Extract the full set of records that follows, word for word.

Stored items from a collection
========

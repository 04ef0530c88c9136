use std::fmt::Display;

use serde::{Deserialize, Serialize};

/// A billable generation modality. Video has no quota column of its own:
/// its entitlement rides the voice subscription flag.
#[derive(Debug, Clone, Copy, Serialize, Deserialize, PartialEq, Eq)]
#[serde(rename_all = "lowercase")]
pub enum Feature {
    Voice,
    Image,
    Video,
}

impl Feature {
    pub fn as_str(&self) -> &'static str {
        match self {
            Feature::Voice => "voice",
            Feature::Image => "image",
            Feature::Video => "video",
        }
    }

    pub fn from_str(value: &str) -> Option<Self> {
        match value {
            "voice" => Some(Feature::Voice),
            "image" => Some(Feature::Image),
            "video" => Some(Feature::Video),
            _ => None,
        }
    }
}

impl Display for Feature {
    fn fmt(&self, f: &mut std::fmt::Formatter<'_>) -> std::fmt::Result {
        f.write_str(self.as_str())
    }
}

========

- _ANSWER TO THE EXERCISE_:
repository 04ef0530c88c9136
use std::fmt::Display;

use serde::{Deserialize, Serialize};

/// A billable generation modality. Video has no quota column of its own:
/// its entitlement rides the voice subscription flag.
#[derive(Debug, Clone, Copy, Serialize, Deserialize, PartialEq, Eq)]
#[serde(rename_all = "lowercase")]
pub enum Feature {
    Voice,
    Image,
    Video,
}

impl Feature {
    pub fn as_str(&self) -> &'static str {
        match self {
            Feature::Voice => "voice",
            Feature::Image => "image",
            Feature::Video => "video",
        }
    }

    pub fn from_str(value: &str) -> Option<Self> {
        match value {
            "voice" => Some(Feature::Voice),
            "image" => Some(Feature::Image),
            "video" => Some(Feature::Video),
            _ => None,
        }
    }
}

impl Display for Feature {
    fn fmt(&self, f: &mut std::fmt::Formatter<'_>) -> std::fmt::Result {
        f.write_str(self.as_str())
    }
}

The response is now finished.